**SUPPLIED RECORDS**
━━━━━━━━━━━━━━━━━━━━━━━━━━━━━━

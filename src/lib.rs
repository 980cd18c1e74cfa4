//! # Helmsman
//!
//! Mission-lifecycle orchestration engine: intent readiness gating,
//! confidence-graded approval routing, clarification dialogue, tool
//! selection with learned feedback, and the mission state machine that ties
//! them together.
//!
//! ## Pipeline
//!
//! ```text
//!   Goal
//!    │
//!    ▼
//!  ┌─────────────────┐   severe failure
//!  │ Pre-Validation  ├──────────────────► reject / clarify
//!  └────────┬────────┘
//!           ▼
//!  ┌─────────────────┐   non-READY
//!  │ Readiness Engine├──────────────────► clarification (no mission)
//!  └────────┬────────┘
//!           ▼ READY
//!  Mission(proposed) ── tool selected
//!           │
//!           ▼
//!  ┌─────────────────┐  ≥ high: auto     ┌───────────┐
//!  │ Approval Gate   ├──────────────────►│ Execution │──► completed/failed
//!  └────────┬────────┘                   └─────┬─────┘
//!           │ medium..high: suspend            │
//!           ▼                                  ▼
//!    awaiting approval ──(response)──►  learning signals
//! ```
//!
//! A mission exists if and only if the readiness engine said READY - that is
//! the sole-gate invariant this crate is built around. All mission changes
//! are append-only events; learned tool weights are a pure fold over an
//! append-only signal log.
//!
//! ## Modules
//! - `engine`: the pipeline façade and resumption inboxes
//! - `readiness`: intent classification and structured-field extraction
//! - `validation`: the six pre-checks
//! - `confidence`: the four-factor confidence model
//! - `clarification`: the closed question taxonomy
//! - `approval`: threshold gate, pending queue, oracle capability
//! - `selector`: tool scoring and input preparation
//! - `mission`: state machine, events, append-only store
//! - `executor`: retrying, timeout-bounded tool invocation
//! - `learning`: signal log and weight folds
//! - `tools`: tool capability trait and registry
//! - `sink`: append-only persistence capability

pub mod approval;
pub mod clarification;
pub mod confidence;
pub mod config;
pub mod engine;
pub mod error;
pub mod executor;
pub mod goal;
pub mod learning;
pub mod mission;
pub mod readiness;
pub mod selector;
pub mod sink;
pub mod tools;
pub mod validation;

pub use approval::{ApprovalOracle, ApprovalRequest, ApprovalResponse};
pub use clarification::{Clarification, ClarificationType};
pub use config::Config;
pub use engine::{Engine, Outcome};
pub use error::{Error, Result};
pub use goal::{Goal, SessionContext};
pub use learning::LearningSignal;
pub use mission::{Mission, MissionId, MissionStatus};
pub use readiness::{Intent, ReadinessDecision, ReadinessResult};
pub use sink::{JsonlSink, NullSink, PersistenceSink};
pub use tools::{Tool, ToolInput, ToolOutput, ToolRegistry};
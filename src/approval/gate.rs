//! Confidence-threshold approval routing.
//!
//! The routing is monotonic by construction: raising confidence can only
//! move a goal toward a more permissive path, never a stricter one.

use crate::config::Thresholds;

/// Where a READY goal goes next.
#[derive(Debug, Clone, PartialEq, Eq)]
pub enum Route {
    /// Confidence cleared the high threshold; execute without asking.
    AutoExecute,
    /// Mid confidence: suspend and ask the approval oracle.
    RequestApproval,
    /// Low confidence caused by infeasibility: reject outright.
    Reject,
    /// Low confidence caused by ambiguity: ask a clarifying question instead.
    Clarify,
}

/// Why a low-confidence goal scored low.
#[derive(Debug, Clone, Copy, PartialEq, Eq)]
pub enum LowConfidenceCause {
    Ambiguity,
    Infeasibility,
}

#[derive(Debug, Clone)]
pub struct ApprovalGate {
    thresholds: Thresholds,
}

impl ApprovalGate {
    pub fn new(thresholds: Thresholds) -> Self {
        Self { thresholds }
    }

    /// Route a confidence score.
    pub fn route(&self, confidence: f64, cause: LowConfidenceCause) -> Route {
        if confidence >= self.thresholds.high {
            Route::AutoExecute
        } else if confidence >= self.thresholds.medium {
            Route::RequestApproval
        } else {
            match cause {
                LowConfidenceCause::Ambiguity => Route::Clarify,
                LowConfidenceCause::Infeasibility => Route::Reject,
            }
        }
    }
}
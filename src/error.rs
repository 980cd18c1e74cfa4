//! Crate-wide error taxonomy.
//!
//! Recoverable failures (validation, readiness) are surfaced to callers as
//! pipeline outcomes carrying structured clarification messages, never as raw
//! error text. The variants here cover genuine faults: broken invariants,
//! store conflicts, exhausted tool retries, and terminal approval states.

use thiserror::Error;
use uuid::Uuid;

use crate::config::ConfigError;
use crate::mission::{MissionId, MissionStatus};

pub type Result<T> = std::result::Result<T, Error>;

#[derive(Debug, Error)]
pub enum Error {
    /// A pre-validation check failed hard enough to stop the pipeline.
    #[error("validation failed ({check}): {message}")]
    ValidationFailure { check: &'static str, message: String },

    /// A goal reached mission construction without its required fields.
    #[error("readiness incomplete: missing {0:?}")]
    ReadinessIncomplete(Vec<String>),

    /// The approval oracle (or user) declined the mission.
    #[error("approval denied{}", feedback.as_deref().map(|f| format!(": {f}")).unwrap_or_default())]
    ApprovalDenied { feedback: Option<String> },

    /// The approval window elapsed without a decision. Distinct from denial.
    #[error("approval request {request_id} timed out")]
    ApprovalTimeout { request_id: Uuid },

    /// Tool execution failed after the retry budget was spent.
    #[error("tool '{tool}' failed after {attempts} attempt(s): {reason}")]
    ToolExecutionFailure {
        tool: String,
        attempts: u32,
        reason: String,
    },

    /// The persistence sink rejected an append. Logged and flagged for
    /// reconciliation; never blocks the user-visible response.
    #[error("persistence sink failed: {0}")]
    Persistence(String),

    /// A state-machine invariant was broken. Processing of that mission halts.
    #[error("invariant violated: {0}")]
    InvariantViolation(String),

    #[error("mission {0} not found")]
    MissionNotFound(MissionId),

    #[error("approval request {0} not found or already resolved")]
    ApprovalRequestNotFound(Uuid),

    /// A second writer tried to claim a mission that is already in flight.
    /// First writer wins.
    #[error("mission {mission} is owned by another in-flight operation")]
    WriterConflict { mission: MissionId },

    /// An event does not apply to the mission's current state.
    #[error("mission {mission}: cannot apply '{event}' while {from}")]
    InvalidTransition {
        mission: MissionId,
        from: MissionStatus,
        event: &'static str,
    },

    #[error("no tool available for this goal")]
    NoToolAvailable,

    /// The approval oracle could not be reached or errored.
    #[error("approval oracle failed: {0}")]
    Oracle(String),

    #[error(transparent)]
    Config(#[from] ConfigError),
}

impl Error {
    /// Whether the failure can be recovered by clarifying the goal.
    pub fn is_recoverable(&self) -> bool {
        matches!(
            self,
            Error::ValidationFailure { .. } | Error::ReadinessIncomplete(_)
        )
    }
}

━━━━━━━━━━━━━━━━━━━━━━━━━━━━━━

Take the material above and return all of it exactly.

**OUTPUT FOR THIS TASK**
filename src/lib.rs
repository 980cd18c1e74cfa4
//! # Helmsman
//!
//! Mission-lifecycle orchestration engine: intent readiness gating,
//! confidence-graded approval routing, clarification dialogue, tool
//! selection with learned feedback, and the mission state machine that ties
//! them together.
//!
//! ## Pipeline
//!
//! ```text
//!   Goal
//!    │
//!    ▼
//!  ┌─────────────────┐   severe failure
//!  │ Pre-Validation  ├──────────────────► reject / clarify
//!  └────────┬────────┘
//!           ▼
//!  ┌─────────────────┐   non-READY
//!  │ Readiness Engine├──────────────────► clarification (no mission)
//!  └────────┬────────┘
//!           ▼ READY
//!  Mission(proposed) ── tool selected
//!           │
//!           ▼
//!  ┌─────────────────┐  ≥ high: auto     ┌───────────┐
//!  │ Approval Gate   ├──────────────────►│ Execution │──► completed/failed
//!  └────────┬────────┘                   └─────┬─────┘
//!           │ medium..high: suspend            │
//!           ▼                                  ▼
//!    awaiting approval ──(response)──►  learning signals
//! ```
//!
//! A mission exists if and only if the readiness engine said READY - that is
//! the sole-gate invariant this crate is built around. All mission changes
//! are append-only events; learned tool weights are a pure fold over an
//! append-only signal log.
//!
//! ## Modules
//! - `engine`: the pipeline façade and resumption inboxes
//! - `readiness`: intent classification and structured-field extraction
//! - `validation`: the six pre-checks
//! - `confidence`: the four-factor confidence model
//! - `clarification`: the closed question taxonomy
//! - `approval`: threshold gate, pending queue, oracle capability
//! - `selector`: tool scoring and input preparation
//! - `mission`: state machine, events, append-only store
//! - `executor`: retrying, timeout-bounded tool invocation
//! - `learning`: signal log and weight folds
//! - `tools`: tool capability trait and registry
//! - `sink`: append-only persistence capability

pub mod approval;
pub mod clarification;
pub mod confidence;
pub mod config;
pub mod engine;
pub mod error;
pub mod executor;
pub mod goal;
pub mod learning;
pub mod mission;
pub mod readiness;
pub mod selector;
pub mod sink;
pub mod tools;
pub mod validation;

pub use approval::{ApprovalOracle, ApprovalRequest, ApprovalResponse};
pub use clarification::{Clarification, ClarificationType};
pub use config::Config;
pub use engine::{Engine, Outcome};
pub use error::{Error, Result};
pub use goal::{Goal, SessionContext};
pub use learning::LearningSignal;
pub use mission::{Mission, MissionId, MissionStatus};
pub use readiness::{Intent, ReadinessDecision, ReadinessResult};
pub use sink::{JsonlSink, NullSink, PersistenceSink};
pub use tools::{Tool, ToolInput, ToolOutput, ToolRegistry};
filename src/approval/gate.rs
//! Confidence-threshold approval routing.
//!
//! The routing is monotonic by construction: raising confidence can only
//! move a goal toward a more permissive path, never a stricter one.

use crate::config::Thresholds;

/// Where a READY goal goes next.
#[derive(Debug, Clone, PartialEq, Eq)]
pub enum Route {
    /// Confidence cleared the high threshold; execute without asking.
    AutoExecute,
    /// Mid confidence: suspend and ask the approval oracle.
    RequestApproval,
    /// Low confidence caused by infeasibility: reject outright.
    Reject,
    /// Low confidence caused by ambiguity: ask a clarifying question instead.
    Clarify,
}

/// Why a low-confidence goal scored low.
#[derive(Debug, Clone, Copy, PartialEq, Eq)]
pub enum LowConfidenceCause {
    Ambiguity,
    Infeasibility,
}

#[derive(Debug, Clone)]
pub struct ApprovalGate {
    thresholds: Thresholds,
}

impl ApprovalGate {
    pub fn new(thresholds: Thresholds) -> Self {
        Self { thresholds }
    }

    /// Route a confidence score.
    pub fn route(&self, confidence: f64, cause: LowConfidenceCause) -> Route {
        if confidence >= self.thresholds.high {
            Route::AutoExecute
        } else if confidence >= self.thresholds.medium {
            Route::RequestApproval
        } else {
            match cause {
                LowConfidenceCause::Ambiguity => Route::Clarify,
                LowConfidenceCause::Infeasibility => Route::Reject,
            }
        }
    }
}
filename src/error.rs
repository 980cd18c1e74cfa4
//! Crate-wide error taxonomy.
//!
//! Recoverable failures (validation, readiness) are surfaced to callers as
//! pipeline outcomes carrying structured clarification messages, never as raw
//! error text. The variants here cover genuine faults: broken invariants,
//! store conflicts, exhausted tool retries, and terminal approval states.

use thiserror::Error;
use uuid::Uuid;

use crate::config::ConfigError;
use crate::mission::{MissionId, MissionStatus};

pub type Result<T> = std::result::Result<T, Error>;

#[derive(Debug, Error)]
pub enum Error {
    /// A pre-validation check failed hard enough to stop the pipeline.
    #[error("validation failed ({check}): {message}")]
    ValidationFailure { check: &'static str, message: String },

    /// A goal reached mission construction without its required fields.
    #[error("readiness incomplete: missing {0:?}")]
    ReadinessIncomplete(Vec<String>),

    /// The approval oracle (or user) declined the mission.
    #[error("approval denied{}", feedback.as_deref().map(|f| format!(": {f}")).unwrap_or_default())]
    ApprovalDenied { feedback: Option<String> },

    /// The approval window elapsed without a decision. Distinct from denial.
    #[error("approval request {request_id} timed out")]
    ApprovalTimeout { request_id: Uuid },

    /// Tool execution failed after the retry budget was spent.
    #[error("tool '{tool}' failed after {attempts} attempt(s): {reason}")]
    ToolExecutionFailure {
        tool: String,
        attempts: u32,
        reason: String,
    },

    /// The persistence sink rejected an append. Logged and flagged for
    /// reconciliation; never blocks the user-visible response.
    #[error("persistence sink failed: {0}")]
    Persistence(String),

    /// A state-machine invariant was broken. Processing of that mission halts.
    #[error("invariant violated: {0}")]
    InvariantViolation(String),

    #[error("mission {0} not found")]
    MissionNotFound(MissionId),

    #[error("approval request {0} not found or already resolved")]
    ApprovalRequestNotFound(Uuid),

    /// A second writer tried to claim a mission that is already in flight.
    /// First writer wins.
    #[error("mission {mission} is owned by another in-flight operation")]
    WriterConflict { mission: MissionId },

    /// An event does not apply to the mission's current state.
    #[error("mission {mission}: cannot apply '{event}' while {from}")]
    InvalidTransition {
        mission: MissionId,
        from: MissionStatus,
        event: &'static str,
    },

    #[error("no tool available for this goal")]
    NoToolAvailable,

    /// The approval oracle could not be reached or errored.
    #[error("approval oracle failed: {0}")]
    Oracle(String),

    #[error(transparent)]
    Config(#[from] ConfigError),
}

impl Error {
    /// Whether the failure can be recovered by clarifying the goal.
    pub fn is_recoverable(&self) -> bool {
        matches!(
            self,
            Error::ValidationFailure { .. } | Error::ReadinessIncomplete(_)
        )
    }
}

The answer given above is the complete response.